TASK BRIEF: What do the lines say, reproduced word for word, from the first of the entries below through the line bearing "exactly as received."?
- Opening Delimiter -
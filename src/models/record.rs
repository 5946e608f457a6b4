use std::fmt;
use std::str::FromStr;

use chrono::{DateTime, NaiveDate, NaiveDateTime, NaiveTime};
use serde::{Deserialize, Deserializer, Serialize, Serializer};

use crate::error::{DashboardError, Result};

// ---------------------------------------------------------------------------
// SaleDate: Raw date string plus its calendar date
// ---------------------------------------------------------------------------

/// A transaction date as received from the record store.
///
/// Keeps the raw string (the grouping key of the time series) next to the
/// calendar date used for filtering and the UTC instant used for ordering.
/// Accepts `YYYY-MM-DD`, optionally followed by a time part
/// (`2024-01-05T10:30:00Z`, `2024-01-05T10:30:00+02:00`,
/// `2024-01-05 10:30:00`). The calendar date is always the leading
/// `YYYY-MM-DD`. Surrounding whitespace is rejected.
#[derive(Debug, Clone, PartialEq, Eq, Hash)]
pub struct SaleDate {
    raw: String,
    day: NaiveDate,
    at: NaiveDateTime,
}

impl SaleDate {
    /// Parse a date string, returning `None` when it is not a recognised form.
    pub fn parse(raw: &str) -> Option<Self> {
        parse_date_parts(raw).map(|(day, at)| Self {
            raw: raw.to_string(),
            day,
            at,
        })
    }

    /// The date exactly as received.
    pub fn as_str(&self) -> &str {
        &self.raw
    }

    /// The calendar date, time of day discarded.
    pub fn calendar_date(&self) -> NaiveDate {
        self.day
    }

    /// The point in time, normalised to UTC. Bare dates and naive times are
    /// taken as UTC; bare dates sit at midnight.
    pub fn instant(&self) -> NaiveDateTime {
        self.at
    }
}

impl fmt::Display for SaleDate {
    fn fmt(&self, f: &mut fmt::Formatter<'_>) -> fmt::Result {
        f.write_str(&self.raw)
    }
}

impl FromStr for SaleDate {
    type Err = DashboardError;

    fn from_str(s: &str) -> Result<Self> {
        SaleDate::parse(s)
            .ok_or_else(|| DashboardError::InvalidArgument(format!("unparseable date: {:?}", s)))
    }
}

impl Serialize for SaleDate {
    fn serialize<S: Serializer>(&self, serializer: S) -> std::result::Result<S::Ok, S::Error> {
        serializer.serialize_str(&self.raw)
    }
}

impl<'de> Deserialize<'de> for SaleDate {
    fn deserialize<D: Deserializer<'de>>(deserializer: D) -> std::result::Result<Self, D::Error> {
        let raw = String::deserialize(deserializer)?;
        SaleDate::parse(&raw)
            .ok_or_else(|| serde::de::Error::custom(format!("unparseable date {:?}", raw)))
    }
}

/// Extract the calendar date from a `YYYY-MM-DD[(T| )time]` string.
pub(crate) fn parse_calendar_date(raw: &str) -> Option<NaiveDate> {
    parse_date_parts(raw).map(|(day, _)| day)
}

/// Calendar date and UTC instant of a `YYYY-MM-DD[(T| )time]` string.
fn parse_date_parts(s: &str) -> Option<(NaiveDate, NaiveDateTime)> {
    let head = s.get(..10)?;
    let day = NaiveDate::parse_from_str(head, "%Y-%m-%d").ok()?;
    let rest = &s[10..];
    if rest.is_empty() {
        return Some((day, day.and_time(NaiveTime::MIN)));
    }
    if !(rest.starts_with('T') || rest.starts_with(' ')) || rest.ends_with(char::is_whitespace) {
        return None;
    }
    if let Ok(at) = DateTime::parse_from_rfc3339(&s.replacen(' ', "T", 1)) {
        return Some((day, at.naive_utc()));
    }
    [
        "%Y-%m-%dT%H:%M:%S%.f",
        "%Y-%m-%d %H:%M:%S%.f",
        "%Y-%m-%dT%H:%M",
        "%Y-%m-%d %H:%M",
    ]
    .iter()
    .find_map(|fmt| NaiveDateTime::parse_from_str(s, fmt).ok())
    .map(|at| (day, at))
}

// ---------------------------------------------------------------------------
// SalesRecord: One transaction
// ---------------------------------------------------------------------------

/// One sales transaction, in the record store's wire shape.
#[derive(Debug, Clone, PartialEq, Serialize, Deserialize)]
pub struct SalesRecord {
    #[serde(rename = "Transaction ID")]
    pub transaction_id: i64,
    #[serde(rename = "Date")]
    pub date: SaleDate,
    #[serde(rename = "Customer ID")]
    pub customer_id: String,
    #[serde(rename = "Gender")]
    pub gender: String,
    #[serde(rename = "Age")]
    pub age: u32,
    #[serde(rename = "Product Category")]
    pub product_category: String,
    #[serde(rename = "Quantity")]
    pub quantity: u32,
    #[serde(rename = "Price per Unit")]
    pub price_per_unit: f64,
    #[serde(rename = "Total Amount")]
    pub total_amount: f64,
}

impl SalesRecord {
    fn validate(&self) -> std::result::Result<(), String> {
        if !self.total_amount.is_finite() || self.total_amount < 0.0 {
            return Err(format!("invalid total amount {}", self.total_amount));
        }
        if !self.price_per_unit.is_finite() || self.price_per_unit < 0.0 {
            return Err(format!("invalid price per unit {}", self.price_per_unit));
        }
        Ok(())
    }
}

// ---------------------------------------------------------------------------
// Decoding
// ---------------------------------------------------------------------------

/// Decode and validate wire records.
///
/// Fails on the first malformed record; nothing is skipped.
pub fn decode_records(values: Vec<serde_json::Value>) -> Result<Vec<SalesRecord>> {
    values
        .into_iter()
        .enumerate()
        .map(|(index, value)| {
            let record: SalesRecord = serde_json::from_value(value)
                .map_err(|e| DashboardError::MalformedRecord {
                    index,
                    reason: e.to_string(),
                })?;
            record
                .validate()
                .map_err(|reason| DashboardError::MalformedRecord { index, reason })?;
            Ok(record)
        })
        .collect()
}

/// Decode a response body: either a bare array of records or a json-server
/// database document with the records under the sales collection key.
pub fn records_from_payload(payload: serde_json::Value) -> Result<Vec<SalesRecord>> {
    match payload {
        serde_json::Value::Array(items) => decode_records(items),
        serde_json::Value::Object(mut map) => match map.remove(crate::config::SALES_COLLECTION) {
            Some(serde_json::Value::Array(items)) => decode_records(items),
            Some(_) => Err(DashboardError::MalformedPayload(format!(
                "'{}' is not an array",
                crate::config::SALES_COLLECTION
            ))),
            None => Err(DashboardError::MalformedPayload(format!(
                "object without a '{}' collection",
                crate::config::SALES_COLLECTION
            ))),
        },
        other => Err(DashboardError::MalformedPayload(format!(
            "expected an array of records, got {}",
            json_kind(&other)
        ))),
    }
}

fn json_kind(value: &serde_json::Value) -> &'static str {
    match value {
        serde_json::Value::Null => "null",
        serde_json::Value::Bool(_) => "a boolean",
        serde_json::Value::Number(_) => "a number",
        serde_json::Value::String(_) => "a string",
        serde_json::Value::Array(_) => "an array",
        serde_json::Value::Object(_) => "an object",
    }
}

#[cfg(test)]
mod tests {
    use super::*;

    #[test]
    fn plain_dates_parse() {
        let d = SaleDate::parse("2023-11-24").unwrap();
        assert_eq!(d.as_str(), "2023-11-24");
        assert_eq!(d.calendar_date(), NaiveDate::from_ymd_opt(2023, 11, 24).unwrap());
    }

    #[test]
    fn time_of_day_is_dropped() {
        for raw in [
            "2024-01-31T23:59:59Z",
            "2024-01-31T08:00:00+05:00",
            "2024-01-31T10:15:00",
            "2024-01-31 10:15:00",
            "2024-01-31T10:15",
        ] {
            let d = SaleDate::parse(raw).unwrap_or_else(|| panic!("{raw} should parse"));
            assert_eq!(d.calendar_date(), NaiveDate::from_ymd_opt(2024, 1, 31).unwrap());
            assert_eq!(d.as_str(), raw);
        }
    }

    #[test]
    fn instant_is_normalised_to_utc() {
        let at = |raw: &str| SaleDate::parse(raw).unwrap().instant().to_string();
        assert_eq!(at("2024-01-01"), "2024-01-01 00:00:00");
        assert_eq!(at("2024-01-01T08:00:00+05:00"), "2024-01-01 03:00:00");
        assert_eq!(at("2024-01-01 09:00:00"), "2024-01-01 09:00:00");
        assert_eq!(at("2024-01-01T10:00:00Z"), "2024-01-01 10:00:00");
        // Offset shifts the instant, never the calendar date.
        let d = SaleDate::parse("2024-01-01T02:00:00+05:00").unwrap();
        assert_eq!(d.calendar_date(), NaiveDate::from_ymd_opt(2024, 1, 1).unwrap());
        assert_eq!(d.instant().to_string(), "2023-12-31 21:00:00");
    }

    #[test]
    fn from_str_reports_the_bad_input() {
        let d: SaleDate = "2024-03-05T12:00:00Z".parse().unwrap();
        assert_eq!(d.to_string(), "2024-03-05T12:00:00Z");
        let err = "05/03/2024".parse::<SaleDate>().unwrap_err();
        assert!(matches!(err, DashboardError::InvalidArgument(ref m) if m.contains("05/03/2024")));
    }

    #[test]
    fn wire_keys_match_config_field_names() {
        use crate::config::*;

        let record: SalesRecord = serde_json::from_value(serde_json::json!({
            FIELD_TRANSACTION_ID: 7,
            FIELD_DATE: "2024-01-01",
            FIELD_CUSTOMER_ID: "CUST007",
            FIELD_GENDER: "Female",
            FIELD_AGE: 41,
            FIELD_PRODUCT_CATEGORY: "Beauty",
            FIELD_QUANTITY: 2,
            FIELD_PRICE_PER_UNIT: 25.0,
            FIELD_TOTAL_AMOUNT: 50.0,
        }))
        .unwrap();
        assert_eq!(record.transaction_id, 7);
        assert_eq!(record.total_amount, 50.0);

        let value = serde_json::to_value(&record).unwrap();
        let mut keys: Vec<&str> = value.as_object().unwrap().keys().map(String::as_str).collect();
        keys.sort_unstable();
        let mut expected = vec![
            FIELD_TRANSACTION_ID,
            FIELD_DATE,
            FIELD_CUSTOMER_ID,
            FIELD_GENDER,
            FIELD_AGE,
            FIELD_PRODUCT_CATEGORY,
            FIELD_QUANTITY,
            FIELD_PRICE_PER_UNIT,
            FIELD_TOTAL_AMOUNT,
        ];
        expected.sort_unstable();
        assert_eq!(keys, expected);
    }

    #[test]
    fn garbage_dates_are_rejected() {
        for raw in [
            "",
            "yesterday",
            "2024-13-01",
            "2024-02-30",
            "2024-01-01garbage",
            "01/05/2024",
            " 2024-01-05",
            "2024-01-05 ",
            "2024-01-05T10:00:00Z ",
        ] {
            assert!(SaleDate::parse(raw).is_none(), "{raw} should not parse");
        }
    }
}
- Closing Delimiter -
COMPLETED TASK:
filename src/models/record.rs
repository 5946e608f457a6b4
use std::fmt;
use std::str::FromStr;

use chrono::{DateTime, NaiveDate, NaiveDateTime, NaiveTime};
use serde::{Deserialize, Deserializer, Serialize, Serializer};

use crate::error::{DashboardError, Result};

// ---------------------------------------------------------------------------
// SaleDate: Raw date string plus its calendar date
// ---------------------------------------------------------------------------

/// A transaction date as received from the record store.
///
/// Keeps the raw string (the grouping key of the time series) next to the
/// calendar date used for filtering and the UTC instant used for ordering.
/// Accepts `YYYY-MM-DD`, optionally followed by a time part
/// (`2024-01-05T10:30:00Z`, `2024-01-05T10:30:00+02:00`,
/// `2024-01-05 10:30:00`). The calendar date is always the leading
/// `YYYY-MM-DD`. Surrounding whitespace is rejected.
#[derive(Debug, Clone, PartialEq, Eq, Hash)]
pub struct SaleDate {
    raw: String,
    day: NaiveDate,
    at: NaiveDateTime,
}

impl SaleDate {
    /// Parse a date string, returning `None` when it is not a recognised form.
    pub fn parse(raw: &str) -> Option<Self> {
        parse_date_parts(raw).map(|(day, at)| Self {
            raw: raw.to_string(),
            day,
            at,
        })
    }

    /// The date exactly as received.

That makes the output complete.